Hace una semana, en Sutherland Springs –un pueblecillo en Texas–, un solo hombre, armado, entró al templo del lugar antes de iniciar los servicios religiosos a los que suelen acudir unas cincuenta personas, y comenzó a disparar, preso de una ira irracional, hasta asesinar a veintiséis personas que iniciaban sus acostumbrados rituales, entre ellos varios niños y una mujer embarazada; además, el reguero de sangre se extendió a 16 heridos más lo que significa que alcanzó a cuarenta y dos fieles. El dato estremece porque el sujeto, después abatido por la policía, tuvo bastante tiempo para acribillar a sus víctimas, casi todos los feligreses, durante varios minutos de horror; después, claro, llegó la policía. Siquiera.
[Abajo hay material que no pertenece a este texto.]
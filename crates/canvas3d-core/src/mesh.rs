//! Prism extrusion of 2D outlines.

use bytemuck::{Pod, Zeroable};
use kurbo::Point;
use lyon_tessellation::math::point;
use lyon_tessellation::path::Path;
use lyon_tessellation::{
    BuffersBuilder, FillOptions, FillTessellator, FillVertex, TessellationError, VertexBuffers,
};
use peniko::Color;

/// Base colour of extruded solids.
pub const BODY_COLOR: Color = Color::new([0.9, 0.9, 0.9, 1.0]);

/// A vertex as uploaded to the GPU.
#[repr(C)]
#[derive(Debug, Clone, Copy, PartialEq, Pod, Zeroable)]
pub struct Vertex {
    pub position: [f32; 3],
    pub normal: [f32; 3],
    pub color: [f32; 4],
}

impl Vertex {
    pub fn new(position: [f32; 3], normal: [f32; 3], color: [f32; 4]) -> Self {
        Self {
            position,
            normal,
            color,
        }
    }
}

/// Build the triangle list of a closed prism over a counter-clockwise outline.
///
/// The bottom cap lies on `z = 0`, the top cap on `z = height`.
pub fn extrude(outline: &[Point], height: f64, color: Color) -> Vec<Vertex> {
    if outline.len() < 3 {
        return Vec::new();
    }
    let color = color.components;
    let top = height as f32;
    let cap = match fill_outline(outline) {
        Ok(cap) => cap,
        Err(e) => {
            log::warn!("Failed to tessellate outline of {} points: {e}", outline.len());
            return Vec::new();
        }
    };
    let n = outline.len();
    let mut vertices = Vec::with_capacity(cap.len() * 6 + n * 6);

    let at = |p: Point, z: f32| [p.x as f32, p.y as f32, z];

    for [a, b, c] in &cap {
        for p in [a, b, c] {
            vertices.push(Vertex::new([p[0], p[1], top], [0.0, 0.0, 1.0], color));
        }
        for p in [a, c, b] {
            vertices.push(Vertex::new([p[0], p[1], 0.0], [0.0, 0.0, -1.0], color));
        }
    }

    for i in 0..n {
        let a = outline[i];
        let b = outline[(i + 1) % n];
        let d = b - a;
        let len = d.hypot();
        if len <= f64::EPSILON {
            continue;
        }
        let normal = [(d.y / len) as f32, (-d.x / len) as f32, 0.0];
        let quad = [at(a, 0.0), at(b, 0.0), at(b, top), at(a, top)];
        for k in [0, 1, 2, 0, 2, 3] {
            vertices.push(Vertex::new(quad[k], normal, color));
        }
    }

    vertices
}

/// Fill the interior of a closed outline.
///
/// Every returned triangle is counter-clockwise and has a non-zero area.
fn fill_outline(outline: &[Point]) -> Result<Vec<[[f32; 2]; 3]>, TessellationError> {
    let mut builder = Path::builder();
    builder.begin(point(outline[0].x as f32, outline[0].y as f32));
    for p in &outline[1..] {
        builder.line_to(point(p.x as f32, p.y as f32));
    }
    builder.close();
    let path = builder.build();

    let mut buffers: VertexBuffers<[f32; 2], u32> = VertexBuffers::new();
    FillTessellator::new().tessellate_path(
        &path,
        &FillOptions::non_zero(),
        &mut BuffersBuilder::new(&mut buffers, |v: FillVertex| v.position().to_array()),
    )?;

    Ok(buffers
        .indices
        .chunks_exact(3)
        .filter_map(|tri| {
            let [a, b, c] = [0, 1, 2].map(|k| buffers.vertices[tri[k] as usize]);
            let area = (b[0] - a[0]) * (c[1] - a[1]) - (b[1] - a[1]) * (c[0] - a[0]);
            if area > 0.0 {
                Some([a, b, c])
            } else if area < 0.0 {
                Some([a, c, b])
            } else {
                None
            }
        })
        .collect())
}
El horror, una condición que anida en los mexicanos desde hace más de una década al grado de aprender a vivir con ella, nos hizo recordar, entre las tinieblas de la memoria, un suceso igualmente bárbaro: la brutal masacre que cobró la vida de cuarenta y cinco tzotziles, entre ellos niños y mujeres embarazadas –bastante normal entre los más humildes que convierten a sus mujeres en incubadoras por ignorancia–, quienes oraban en el modesto templo de Chenalhó, en Chiapas, el 22 de diciembre de 1997, hace casi veinte años en las vísperas de la Navidad. La diferencia es que este hecho no tuvo conclusión alguna y se adujo las vendettas interraciales para justificarlo, en principio. No fue así: los cartuchos encontrados en la zona no pudieron ser substraídos por el ejército en su totalidad y algunos miembros de la sociedad civil encontraron algunos… propios de calibres exclusivos del ejército mexicano.